Po namyśle Twister powiedział: Nie! Nie dostaniesz bułki, są ważniejsze rze- nagle wszystko zrobiło się czarne. Twister obudził się chwile potem ze smutkiem odkrywając, że ma o 49 groszy w portfelu mniej. Zauważył Uwu biegającego po całym sklepie z bułkami trzymającego kajzerkę. Twister westchnął i powiedział: Eh, muszę się porządnie wyspać. Za dużo wrażeń jak na jeden dzień. Wtedy Arteks przypomniał: Przecież się obudziłeś ledwie godzinę temu! W sumie to idź sobie spać. Nie mogę się doczekać tego, co się stanie w nocy.... hihi...
~Wieczorem~
Twister i Arteks zjedli kilka bułek i położyli się spać. Twister jednak nie mógł zasnąć, gdyż myślał o nowym odcinku.

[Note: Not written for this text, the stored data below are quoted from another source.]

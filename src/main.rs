use std::path::PathBuf;

use anyhow::{bail, Context, Result};
use clap::{Parser, Subcommand};
use tracing::{info, warn};
use tracing_subscriber::EnvFilter;

use speed_ramp::{config::Config, pipeline::RampEngine, video::FfmpegToolkit};

#[derive(Parser)]
#[command(
    name = "speed-ramp",
    version,
    about = "Speed-ramp videos according to on-screen motion",
    long_about = "Speed-Ramp measures motion with optical flow, derives a playback speed for every short segment of the video and re-renders it so calm parts slow down and busy parts speed up."
)]
struct Cli {
    #[command(subcommand)]
    command: Command,

    /// Configuration file (optional)
    #[arg(short, long, global = true)]
    config: Option<PathBuf>,

    /// Enable verbose logging
    #[arg(short, long, global = true)]
    verbose: bool,
}

#[derive(Subcommand)]
enum Command {
    /// Render a speed-ramped copy of a video
    Render {
        /// Input video file (mp4, mov, avi, mkv)
        input: PathBuf,

        /// Output video file path
        #[arg(short, long)]
        output: PathBuf,

        #[command(flatten)]
        ramp: RampArgs,
    },

    /// Print the speed curve without rendering
    Analyze {
        /// Input video file (mp4, mov, avi, mkv)
        input: PathBuf,

        /// Emit the report as JSON
        #[arg(long)]
        json: bool,

        #[command(flatten)]
        ramp: RampArgs,
    },

    /// Write the default configuration to a file
    InitConfig {
        /// Destination path
        #[arg(default_value = "speed-ramp.toml")]
        path: PathBuf,

        /// Overwrite an existing file
        #[arg(long)]
        force: bool,
    },
}

/// Overrides for the `[ramp]` configuration section
#[derive(clap::Args)]
struct RampArgs {
    /// Speed of the calmest segment
    #[arg(long)]
    min_speed: Option<f64>,

    /// Speed of the busiest segment
    #[arg(long)]
    max_speed: Option<f64>,

    /// Segment length in seconds
    #[arg(long)]
    segment_duration: Option<f64>,
}

impl RampArgs {
    fn apply(&self, config: &mut Config) {
        if let Some(min_speed) = self.min_speed {
            config.ramp.min_speed = min_speed;
        }
        if let Some(max_speed) = self.max_speed {
            config.ramp.max_speed = max_speed;
        }
        if let Some(segment_duration) = self.segment_duration {
            config.ramp.segment_duration = segment_duration;
        }
    }
}

fn load_config(path: Option<&PathBuf>) -> Result<Config> {
    match path {
        Some(config_path) => {
            info!("Loading configuration from {:?}", config_path);
            Ok(Config::from_file(config_path)?)
        }
        None => {
            info!("Using default configuration");
            Ok(Config::default())
        }
    }
}

#[tokio::main]
async fn main() -> Result<()> {
    let cli = Cli::parse();

    // Initialize logging; RUST_LOG wins over --verbose
    let default_level = if cli.verbose { "debug" } else { "info" };
    tracing_subscriber::fmt()
        .with_env_filter(
            EnvFilter::try_from_default_env().unwrap_or_else(|_| EnvFilter::new(default_level)),
        )
        .init();

    info!("Starting Speed-Ramp v{}", env!("CARGO_PKG_VERSION"));

    match cli.command {
        Command::Render { input, output, ramp } => {
            let mut config = load_config(cli.config.as_ref())?;
            ramp.apply(&mut config);

            let toolkit = FfmpegToolkit::new(config.tools.clone(), config.encoding.clone());
            if !toolkit.check_available() {
                bail!("'{}' could not be started. Please make sure FFmpeg is installed.", config.tools.ffmpeg);
            }

            let engine = RampEngine::new(config).map_err(|e| anyhow::anyhow!(e.user_message()))?;
            let summary = engine
                .ramp(&input, &output)
                .await
                .map_err(|e| anyhow::anyhow!(e.user_message()))?;

            info!("Rendered {} segments: {:.2}s -> ~{:.2}s",
                  summary.segments_rendered, summary.source_duration, summary.estimated_output_duration);
        }

        Command::Analyze { input, json, ramp } => {
            let mut config = load_config(cli.config.as_ref())?;
            ramp.apply(&mut config);

            let engine = RampEngine::new(config).map_err(|e| anyhow::anyhow!(e.user_message()))?;
            let report = engine
                .analyze(&input)
                .await
                .map_err(|e| anyhow::anyhow!(e.user_message()))?;

            if json {
                println!("{}", serde_json::to_string_pretty(&report)?);
            } else {
                println!("Segments: {} x {:.3}s ({} frames @ {:.3} fps)",
                         report.speeds.len(), report.segment_duration,
                         report.segment_frame_count, report.frame_rate);
                println!("Range:    {:.2}x - {:.2}x", report.min_speed, report.max_speed);
                for (index, speed) in report.speeds.iter().enumerate() {
                    println!("  {:>4}  {:>7.3}s  {:.4}x", index, index as f64 * report.segment_duration, speed);
                }
            }

            if report.window_clamped {
                warn!("Requested segment duration was shorter than one frame");
            }
        }

        Command::InitConfig { path, force } => {
            if path.exists() && !force {
                bail!("{:?} already exists (use --force to overwrite)", path);
            }

            Config::default()
                .save_to_file(&path)
                .with_context(|| format!("writing {:?}", path))?;
            info!("Default configuration written to {:?}", path);
        }
    }

    Ok(())
}
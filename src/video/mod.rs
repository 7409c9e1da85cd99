//! # Video Module
//!
//! Media handles plus the ffmpeg/ffprobe backed probing and transcoding toolkit.

pub mod command;
pub mod probe;
pub mod toolkit;
pub mod types;

pub use command::FfmpegCommand;
pub use toolkit::{FfmpegToolkit, MediaToolkit};
pub use types::{GrayFrame, MediaInfo};
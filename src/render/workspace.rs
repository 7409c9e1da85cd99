use std::path::{Path, PathBuf};

use tempfile::TempDir;
use tracing::{debug, warn};

use crate::error::Result;

/// Scratch directory holding the per-segment artifacts of one render
///
/// The directory and everything in it is removed when the workspace is dropped,
/// whichever way the render ends.
pub struct RenderWorkspace {
    dir: TempDir,
}

impl RenderWorkspace {
    /// Create a fresh workspace, under `parent` if given, else the system temp dir
    pub fn create(parent: Option<&Path>) -> Result<Self> {
        let mut builder = tempfile::Builder::new();
        builder.prefix("speed_ramp_");

        let dir = match parent {
            Some(parent) => {
                std::fs::create_dir_all(parent)?;
                builder.tempdir_in(parent)?
            }
            None => builder.tempdir()?,
        };

        debug!("Render workspace: {:?}", dir.path());
        Ok(Self { dir })
    }

    pub fn path(&self) -> &Path {
        self.dir.path()
    }

    /// Artifact path for a segment
    pub fn segment_path(&self, index: usize) -> PathBuf {
        self.dir.path().join(format!("seg_{:03}.mp4", index))
    }

    /// Location of the concat demuxer list
    pub fn concat_list_path(&self) -> PathBuf {
        self.dir.path().join("concat_list.txt")
    }

    /// Remove the workspace now, logging instead of failing
    pub fn cleanup(self) {
        let path = self.dir.path().to_path_buf();
        if let Err(e) = self.dir.close() {
            warn!("Failed to remove render workspace {:?}: {}", path, e);
        }
    }
}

Martwił się, czy odcinek mu wyjdzie, czy widzowie go polubią, czy będzie miał może kiedyś przyjaciół, czy uda mu się kiedyś dobić 100 tysięcy subów, czy Arteks jest normalny, czy kupić licencję do winrara... Myślał tak i myślał aż nagle zasnął. Śniło mu się coś dziwnego, mianowicie on sam siedział na krześle w pustym pokoju i słyszał śmiech Arteksa. Jednakże, był tam też inny śmiech którego Twister nie mógł rozpoznać... Obudziły go dziwne odgłosy. Jedyne co mógł zauważyć po przebudzeniu to lennyface na twarzy Arteksa i drewniany kij. Twister stracił przytomność. Obudził się w pustym pokoju. Był przywiązany do krzesła.........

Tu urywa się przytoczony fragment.